Friday, March 31, 2006

Studio Museum Harlem

When I was in New York, I visited the Studio Museum Harlem (on March 12th) to see the “Frequency” show, a mini-survey of young black artists. This included flat work, sculptures, installations, and about an hour of videos.

One of my favorites in the show was Jeff Sonhouse, who makes eye-popping portraits in which black male faces look out from a variety of mask-like coverings. Unconventional materials are used, such as matchsticks for hair. A dazzling portrait diptych was seen near the entryway, the figures posed as in mug shots. Then came a larger piece in which the pose of Cardinal Francis Arinze (who was shortlisted to succeed John Paul II) recalled the Pope paintings of Velasquez and Francis Bacon. Photographs make these works look flat and hard-edged, but that is not the effect in person. They are electric. (Nevertheless, I am providing an image, above, adapted from Kustera Tilton Gallery.)

Several of Demetrius Oliver’s performative photographs were on view. The most visceral of these is called “Till,” a reference (I assume) to the infamous 1955 murder and mutilation of black teenager Emmett Till in Mississippi. The photo shows the artist’s face covered with chocolate frosting, as if the face had become pulp (photo at right, taken from the net). Oliver has a gift, but his images can come across as an ad campaign for social justice—donate now. Another photographer in the show was Hank Willis Thomas, whose work is often meant to look like ads, but ones that implode. One of his well-known images was here: the profile of a black man’s shaved head with the Nike Inc. “swoosh” across it like a welt.

Nick Cave offered three extraordinary costumes assembled from pieces of sequined cloth. The garments, displayed on mannequins, covered the heads and extended higher, coming to a peak like the Pope’s hat. They looked like something from a sensational ethnographic museum (photo at right, adapted from the Jack Shainman site). I was also intrigued by the sculptural installation by Karyn Olivier (“Doubles”). She gets a striking effect from a pared-down style. The piece is hard to describe, and I was not permitted to make photographs. I look forward to seeing more of her work. Leslie Hewitt’s “riffs on real time,” which layer faded photos, pages from old school notebooks, and other memorabilia on top of carpet rectangles, evoke real feelings with humble means. Kianga Ford’s soundscape installation did not work as well here as it did at the Lisa Dent Gallery in San Francisco.

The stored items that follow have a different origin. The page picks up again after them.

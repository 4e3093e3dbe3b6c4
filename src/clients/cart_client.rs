//! # Cart Client
//!
//! Bound to one cart: every method acts on the cart the client was opened
//! with, so callers never handle a `CartId`.

use crate::cart_actor::{CartAction, CartActionResult, CartError};
use crate::model::{Cart, CartCreate, CartId, CartItem, CheckoutSnapshot, NewCartItem};
use actor_framework::{ActorClient, FrameworkError, ResourceClient};
use async_trait::async_trait;
use tracing::{debug, instrument};

#[derive(Clone)]
pub struct CartClient {
    inner: ResourceClient<Cart>,
    cart_id: CartId,
}

#[async_trait]
impl ActorClient<Cart> for CartClient {
    type Error = CartError;

    fn inner(&self) -> &ResourceClient<Cart> {
        &self.inner
    }

    fn map_error(e: FrameworkError) -> Self::Error {
        e.into_entity_error::<CartError>()
            .unwrap_or_else(|e| CartError::ActorCommunicationError(e.to_string()))
    }
}

impl CartClient {
    /// Wraps an existing cart.
    pub fn new(inner: ResourceClient<Cart>, cart_id: CartId) -> Self {
        Self { inner, cart_id }
    }

    /// Creates a fresh, empty cart and binds the client to it.
    #[instrument(skip(inner))]
    pub async fn open(inner: ResourceClient<Cart>) -> Result<Self, CartError> {
        let cart_id = inner.create(CartCreate).await.map_err(Self::map_error)?;
        debug!(%cart_id, "Cart opened");
        Ok(Self::new(inner, cart_id))
    }

    pub fn cart_id(&self) -> CartId {
        self.cart_id
    }

    async fn act(&self, action: CartAction) -> Result<CartActionResult, CartError> {
        self.inner
            .perform_action(self.cart_id, action)
            .await
            .map_err(Self::map_error)
    }

    /// Adds one unit of `item`. Returns the line's new quantity.
    #[instrument(skip(self))]
    pub async fn add_item(&self, item: NewCartItem) -> Result<u32, CartError> {
        match self.act(CartAction::AddItem(item)).await? {
            CartActionResult::AddItem(quantity) => Ok(quantity),
            other => Err(CartError::UnexpectedResult(format!("{other:?}"))),
        }
    }

    /// Returns false if the cart had no such line.
    #[instrument(skip(self))]
    pub async fn remove_item(&self, id: &str) -> Result<bool, CartError> {
        match self.act(CartAction::RemoveItem(id.to_string())).await? {
            CartActionResult::RemoveItem(removed) => Ok(removed),
            other => Err(CartError::UnexpectedResult(format!("{other:?}"))),
        }
    }

    /// Quantities below 1 are raised to 1. Returns false if the cart had no such line.
    #[instrument(skip(self))]
    pub async fn update_quantity(&self, id: &str, quantity: u32) -> Result<bool, CartError> {
        let action = CartAction::UpdateQuantity {
            id: id.to_string(),
            quantity,
        };
        match self.act(action).await? {
            CartActionResult::UpdateQuantity(found) => Ok(found),
            other => Err(CartError::UnexpectedResult(format!("{other:?}"))),
        }
    }

    #[instrument(skip(self))]
    pub async fn clear(&self) -> Result<usize, CartError> {
        match self.act(CartAction::Clear).await? {
            CartActionResult::Clear(removed) => Ok(removed),
            other => Err(CartError::UnexpectedResult(format!("{other:?}"))),
        }
    }

    /// The whole cart as it is right now.
    pub async fn snapshot(&self) -> Result<Cart, CartError> {
        self.get(self.cart_id).await?.ok_or_else(|| {
            CartError::ActorCommunicationError(format!("{} is gone", self.cart_id))
        })
    }

    pub async fn items(&self) -> Result<Vec<CartItem>, CartError> {
        Ok(self.snapshot().await?.items().to_vec())
    }

    pub async fn total_price(&self) -> Result<u64, CartError> {
        Ok(self.snapshot().await?.total_price())
    }

    /// Units across all lines.
    pub async fn item_count(&self) -> Result<u32, CartError> {
        Ok(self.snapshot().await?.item_count())
    }

    /// Takes the checkout guard and returns the lines being paid for.
    ///
    /// # Errors
    /// [`CartError::Empty`], [`CartError::CheckoutInProgress`] or
    /// [`CartError::TotalTooLarge`].
    #[instrument(skip(self))]
    pub async fn begin_checkout(&self) -> Result<CheckoutSnapshot, CartError> {
        match self.act(CartAction::BeginCheckout).await? {
            CartActionResult::BeginCheckout(snapshot) => Ok(snapshot),
            other => Err(CartError::UnexpectedResult(format!("{other:?}"))),
        }
    }

    /// Empties the cart and releases the guard.
    #[instrument(skip(self))]
    pub async fn complete_checkout(&self) -> Result<usize, CartError> {
        match self.act(CartAction::CompleteCheckout).await? {
            CartActionResult::CompleteCheckout(removed) => Ok(removed),
            other => Err(CartError::UnexpectedResult(format!("{other:?}"))),
        }
    }

    /// Releases the guard and keeps the lines.
    #[instrument(skip(self))]
    pub async fn abort_checkout(&self) -> Result<(), CartError> {
        match self.act(CartAction::AbortCheckout).await? {
            CartActionResult::AbortCheckout => Ok(()),
            other => Err(CartError::UnexpectedResult(format!("{other:?}"))),
        }
    }
}

#[cfg(test)]
mod tests {
    use super::*;
    use actor_framework::mock::{create_mock_client, expect_action, MockClient};

    #[tokio::test]
    async fn rejected_checkout_comes_back_as_cart_error() {
        let (client, mut receiver) = create_mock_client::<Cart>(10);
        let cart = CartClient::new(client, CartId(1));

        let task = tokio::spawn(async move { cart.begin_checkout().await });

        let (id, action, responder) = expect_action(&mut receiver)
            .await
            .expect("Expected Action request");
        assert_eq!(id, CartId(1));
        assert!(matches!(action, CartAction::BeginCheckout));
        responder
            .send(Err(FrameworkError::EntityError(Box::new(CartError::Empty))))
            .unwrap();

        assert_eq!(task.await.unwrap().unwrap_err(), CartError::Empty);
    }

    #[tokio::test]
    async fn closed_actor_is_a_communication_error() {
        let mut mock = MockClient::<Cart>::new();
        mock.expect_action(CartId(1)).return_err(FrameworkError::ActorClosed);
        let cart = CartClient::new(mock.client(), CartId(1));

        let err = cart.add_item(NewCartItem::new("1", "Idli", 40)).await.unwrap_err();
        assert!(matches!(err, CartError::ActorCommunicationError(_)));
        mock.verify();
    }

    #[tokio::test]
    async fn mismatched_result_is_reported_not_panicked() {
        let mut mock = MockClient::<Cart>::new();
        mock.expect_action(CartId(1)).return_ok(CartActionResult::Clear(0));
        let cart = CartClient::new(mock.client(), CartId(1));

        let err = cart.remove_item("1").await.unwrap_err();
        assert!(matches!(err, CartError::UnexpectedResult(_)));
    }
}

The video program included a couple of strong pieces that were compromised by poor technical quality. Michael Paul Britto’s “Dirrrty Harriet Tubman” was loose and funny, and then he topped himself with a second video in which women as slaves or maids made housework gestures as they danced like backup singers to Britney Spears’s “I’m a Slave 4U.” Kalup Linzy’s “Conversations” featured gay men in daytime soap situations, with marriage as the big question. Both of these artists should be given some good video equipment and a budget, pronto.